Altered pharmacokinetics and hepatic uptake of TBuMA in ethynylestradio-induced cholestasis

• Published in: Archives of pharmacal research Vol. 29; no. 4; pp. 323 - 327
• Main Authors: Hong, Soon-Sun, Choi, Jong-Moon, Jin, Hyo-Eon, Shim, Chang-Koo
• Format: Journal Article
• Language: English
• Published: 대한약학회 01.04.2006
• Subjects: bile salts; cations; hepatocytes; intrahepatic cholestasis; intravenous injection; liver; pharmacokinetics; rats; tritium; 약학
• ISSN: 0253-6269; 1976-3786
• DOI: 10.1007/BF02968578

The objective of this study was to examine the pharmacokinetics of organic cations in intrahepatic cholestatic rats. A pretreatment with 17α-ethynylestradiol was used to induce intrahepatic cholestasis, and tributylmethylammonium (TBuMA) was used as a representative model organic cation. When [³H]TBuMA was intravenously administered, the AUC value for TBuMA was significantly increased by 79% in cholestasis, and its total systemic clearance was consequently decreased by 46%. In addition, thein vivo hepatic uptake clearance of TBuMA from the plasma to the liver was decreased by 50% in cholestasis.

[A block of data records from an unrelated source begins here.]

impl WorkflowGraph {
    /// Create a new empty graph.
    pub fn new() -> Self {
        Self::default()
    }

    /// Add a node to the graph.
    pub fn add_node(&mut self, node: NodeId) {
        self.nodes.push(node);
        self.outgoing.entry(node).or_default();
        self.incoming.entry(node).or_default();
    }

    /// Add an edge to the graph.
    ///
    /// A cycle-marked edge without a safety limit is rejected immediately:
    /// an unbounded cycle must never be constructed.
    pub fn add_edge(&mut self, edge: Edge) -> Result<()> {
        if let Some(ref marker) = edge.cycle {
            if marker.max_iterations.is_none() && marker.timeout.is_none() {
                return Err(GyreError::UnboundedCycle {
                    cycle_id: marker.cycle_id.clone(),
                });
            }
            if marker.max_iterations == Some(0) {
                return Err(GyreError::InvalidConnection {
                    from: edge.from.to_string(),
                    to: edge.to.to_string(),
                    cause: "max_iterations must be greater than zero".to_string(),
                });
            }
        }

        let idx = self.edges.len();
        self.outgoing.entry(edge.from).or_default().push(idx);
        self.incoming.entry(edge.to).or_default().push(idx);
        self.edges.push(edge);
        Ok(())
    }

    /// Get all nodes.
    pub fn nodes(&self) -> &[NodeId] {
        &self.nodes
    }

    /// Get an edge by index.
    pub fn edge(&self, idx: usize) -> &Edge {
        &self.edges[idx]
    }

    /// Get all edges.
    pub fn edges(&self) -> &[Edge] {
        &self.edges
    }

    /// Get outgoing edge indices of a node.
    pub fn outgoing(&self, node: NodeId) -> &[usize] {
        self.outgoing.get(&node).map(Vec::as_slice).unwrap_or(&[])
    }

    /// Get incoming edge indices of a node.
    pub fn incoming(&self, node: NodeId) -> &[usize] {
        self.incoming.get(&node).map(Vec::as_slice).unwrap_or(&[])
    }

    /// Validate the graph and contract cycle groups into schedulable units.
    pub fn condense(&self) -> Result<CondensedGraph> {
        let declared: HashSet<NodeId> = self.nodes.iter().copied().collect();
        for edge in &self.edges {
            for endpoint in [edge.from, edge.to] {
                if !declared.contains(&endpoint) {
                    return Err(GyreError::InvalidConnection {
                        from: edge.from.to_string(),
                        to: edge.to.to_string(),
                        cause: format!("references undeclared node {}", endpoint),
                    });
                }
            }
        }

        let components = self.strongly_connected_components();
        let mut units = Vec::new();
        let mut unit_of: HashMap<NodeId, usize> = HashMap::new();

        for component in components {
            let is_cyclic = component.len() > 1 || self.has_self_edge(component[0]);
            let unit_idx = units.len();

            if is_cyclic {
                let group = self.build_cycle_group(&component)?;
                for &member in &group.members {
                    unit_of.insert(member, unit_idx);
                }
                units.push(ScheduleUnit::Group(group));
            } else {
                unit_of.insert(component[0], unit_idx);
                units.push(ScheduleUnit::Single(component[0]));
            }
        }

        // Build the unit-level dependency graph from cross-unit edges.
        let mut predecessors: Vec<HashSet<usize>> = vec![HashSet::new(); units.len()];
        for edge in &self.edges {
            let from_unit = unit_of[&edge.from];
            let to_unit = unit_of[&edge.to];
            if from_unit != to_unit {
                predecessors[to_unit].insert(from_unit);
            }
        }

        let order = topological_order(units.len(), &predecessors).ok_or_else(|| {
            GyreError::InvalidTopology {
                cause: "condensed graph contains a cycle across groups".to_string(),
            }
        })?;

        let predecessors: Vec<Vec<usize>> = predecessors
            .into_iter()
            .map(|set| {
                let mut v: Vec<usize> = set.into_iter().collect();
                v.sort_unstable();
                v
            })
            .collect();

        Ok(CondensedGraph {
            units,
            unit_of,
            predecessors,
            order,
        })
    }

    fn has_self_edge(&self, node: NodeId) -> bool {
        self.outgoing(node)
            .iter()
            .any(|&idx| self.edges[idx].to == node)
    }

    /// Contract one strongly-connected component into a cycle group.
    ///
    /// Membership of a component must be entirely explained by cycle-marked
    /// edges: every interior edge carries the marker, and removing the
    /// feedback edges (those targeting the group's entry nodes) leaves an
    /// orderable DAG.
    fn build_cycle_group(&self, component: &[NodeId]) -> Result<CycleGroup> {
        let members: HashSet<NodeId> = component.iter().copied().collect();

        let mut interior: Vec<usize> = Vec::new();
        for (idx, edge) in self.edges.iter().enumerate() {
            if members.contains(&edge.from) && members.contains(&edge.to) {
                interior.push(idx);
            }
        }

        // Every edge inside the component must be cycle-marked.
        let mut cycle_id: Option<CycleId> = None;
        for &idx in &interior {
            let edge = &self.edges[idx];
            let Some(ref marker) = edge.cycle else {
                let mut nodes: Vec<NodeId> = component.to_vec();
                nodes.sort_unstable();
                return Err(GyreError::UnmarkedCycle {
                    nodes,
                    cause: format!(
                        "edge {} -> {} is not cycle-marked",
                        edge.from, edge.to
                    ),
                });
            };

            match cycle_id {
                None => cycle_id = Some(marker.cycle_id.clone()),
                Some(ref id) if *id != marker.cycle_id => {
                    return Err(GyreError::InvalidTopology {
                        cause: format!(
                            "cycle groups '{}' and '{}' overlap in one strongly-connected component",
                            id, marker.cycle_id
                        ),
                    });
                }
                Some(_) => {}
            }
        }

        let cycle_id = cycle_id.expect("cyclic component has at least one edge");

        // Entry nodes receive data from outside the group (upstream DAG
        // producers); feedback edges are the interior edges that close the
        // loop back into them.
        let mut entries: Vec<NodeId> = component
            .iter()
            .copied()
            .filter(|&node| {
                self.incoming(node)
                    .iter()
                    .any(|&idx| !members.contains(&self.edges[idx].from))
            })
            .collect();
        if entries.is_empty() {
            // A detached group has no external producer; anchor the loop at
            // its smallest node so feedback classification stays stable.
            let mut sorted: Vec<NodeId> = component.to_vec();
            sorted.sort_unstable();
            entries.push(sorted[0]);
        }
        entries.sort_unstable();

        let entry_set: HashSet<NodeId> = entries.iter().copied().collect();
        let (back_edges, forward_edges): (Vec<usize>, Vec<usize>) = interior
            .iter()
            .copied()
            .partition(|&idx| entry_set.contains(&self.edges[idx].to));

        if back_edges.is_empty() {
            let mut nodes: Vec<NodeId> = component.to_vec();
            nodes.sort_unstable();
            return Err(GyreError::UnmarkedCycle {
                nodes,
                cause: "no feedback edge into the group's entry nodes".to_string(),
            });
        }

        // The interior minus the feedback edges must itself be a DAG.
        let ordered_members = self
            .order_interior(component, &forward_edges)
            .ok_or_else(|| GyreError::InvalidTopology {
                cause: format!(
                    "cycle group '{}' interior is not acyclic after removing feedback edges",
                    cycle_id
                ),
            })?;

        // Merge limits across markers: tightest bound wins.
        let mut max_iterations: Option<u32> = None;
        let mut timeout: Option<Duration> = None;
        let mut min_iterations: u32 = 0;
        let mut convergence: Option<Convergence> = None;
        let mut convergence_edge: Option<usize> = None;

        for &idx in &interior {
            let marker = self.edges[idx].cycle.as_ref().expect("checked above");

            if let Some(max) = marker.max_iterations {
                max_iterations = Some(max_iterations.map_or(max, |m: u32| m.min(max)));
            }
            if let Some(t) = marker.timeout {
                timeout = Some(timeout.map_or(t, |existing: Duration| existing.min(t)));
            }
            min_iterations = min_iterations.max(marker.min_iterations);

            if let Some(ref cond) = marker.convergence {
                match convergence {
                    None => {
                        convergence = Some(cond.clone());
                        convergence_edge = Some(idx);
                    }
                    Some(ref existing) if !same_convergence(existing, cond) => {
                        return Err(GyreError::AmbiguousConvergence { cycle_id });
                    }
                    Some(_) => {}
                }
            }
        }

        if max_iterations.is_none() && timeout.is_none() {
            return Err(GyreError::UnboundedCycle { cycle_id });
        }

        // The terminal node owns the output namespace convergence evaluates
        // against: the source of the feedback edge carrying the condition,
        // or of the first feedback edge otherwise.
        let terminal = convergence_edge
            .filter(|idx| back_edges.contains(idx))
            .or_else(|| back_edges.first().copied())
            .map(|idx| self.edges[idx].from)
            .expect("back_edges is non-empty");

        Ok(CycleGroup {
            cycle_id,
            members: ordered_members,
            entries,
            back_edges,
            forward_edges,
            max_iterations,
            timeout,
            min_iterations,
            convergence,
            terminal,
        })
    }

    /// Topologically order a component's members over its forward edges.
    fn order_interior(&self, component: &[NodeId], forward_edges: &[usize]) -> Option<Vec<NodeId>> {
        let mut in_degree: HashMap<NodeId, usize> =
            component.iter().map(|&n| (n, 0)).collect();
        for &idx in forward_edges {
            *in_degree.get_mut(&self.edges[idx].to)? += 1;
        }

        let mut queue: VecDeque<NodeId> = {
            let mut ready: Vec<NodeId> = in_degree
                .iter()
                .filter(|&(_, d)| *d == 0)
                .map(|(&n, _)| n)
                .collect();
            ready.sort_unstable();
            ready.into()
        };

        let mut sorted = Vec::with_capacity(component.len());
        while let Some(node) = queue.pop_front() {
            sorted.push(node);
            for &idx in forward_edges {
                let edge = &self.edges[idx];
                if edge.from == node {
                    let degree = in_degree.get_mut(&edge.to)?;
                    *degree -= 1;
                    if *degree == 0 {
                        queue.push_back(edge.to);
                    }
                }
            }
        }

        (sorted.len() == component.len()).then_some(sorted)
    }

    /// Compute strongly-connected components (iterative Tarjan).
    ///
    /// Components are returned in reverse topological discovery order;
    /// the condensation is re-ordered explicitly afterwards, so only the
    /// grouping matters here.
    fn strongly_connected_components(&self) -> Vec<Vec<NodeId>> {
        struct TarjanState {
            index: HashMap<NodeId, usize>,
            lowlink: HashMap<NodeId, usize>,
            on_stack: HashSet<NodeId>,
            stack: Vec<NodeId>,
            next_index: usize,
            components: Vec<Vec<NodeId>>,
        }

        let mut state = TarjanState {
            index: HashMap::new(),
            lowlink: HashMap::new(),
            on_stack: HashSet::new(),
            stack: Vec::new(),
            next_index: 0,
            components: Vec::new(),
        };

        // Explicit work stack: (node, next outgoing edge position).
        let mut work: Vec<(NodeId, usize)> = Vec::new();

        for &root in &self.nodes {
            if state.index.contains_key(&root) {
                continue;
            }

            work.push((root, 0));
            while let Some(&mut (node, ref mut edge_pos)) = work.last_mut() {
                if *edge_pos == 0 {
                    state.index.insert(node, state.next_index);
                    state.lowlink.insert(node, state.next_index);
                    state.next_index += 1;
                    state.stack.push(node);
                    state.on_stack.insert(node);
                }

                let outgoing = self.outgoing(node);
                if let Some(&edge_idx) = outgoing.get(*edge_pos) {
                    *edge_pos += 1;
                    let target = self.edges[edge_idx].to;
                    if !state.index.contains_key(&target) {
                        work.push((target, 0));
                    } else if state.on_stack.contains(&target) {
                        let target_index = state.index[&target];
                        let low = state.lowlink.get_mut(&node).expect("visited");
                        *low = (*low).min(target_index);
                    }
                } else {
                    // Node finished: propagate lowlink and pop components.
                    work.pop();
                    if let Some(&(parent, _)) = work.last() {
                        let node_low = state.lowlink[&node];
                        let parent_low = state.lowlink.get_mut(&parent).expect("visited");
                        *parent_low = (*parent_low).min(node_low);
                    }

                    if state.lowlink[&node] == state.index[&node] {
                        let mut component = Vec::new();
                        while let Some(member) = state.stack.pop() {
                            state.on_stack.remove(&member);
                            component.push(member);
                            if member == node {
                                break;
                            }
                        }
                        state.components.push(component);
                    }
                }
            }
        }

        state.components
    }
}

The concentration of bile salts in plasma was increased by 2.1 fold in cholestatic rats. Since TBuMA forms ion-pair complexes with anionic components such as bile salts, the decreased hepatic uptake of TBuMA in cholestasis may be due to a change in endogenous components, e.g., bile salts in the plasma. In isolated normal hepatocytes, the uptake clearance for TBuMA in the presence of cholestatic plasma was decreased by 20% compared with normal plasma. Therefore, we conclude that the inhibition of the hepatic uptake process by the cholestasis may be in part due to the increased formation of ion-pair complexes of TBuMA with bile salts in the plasma.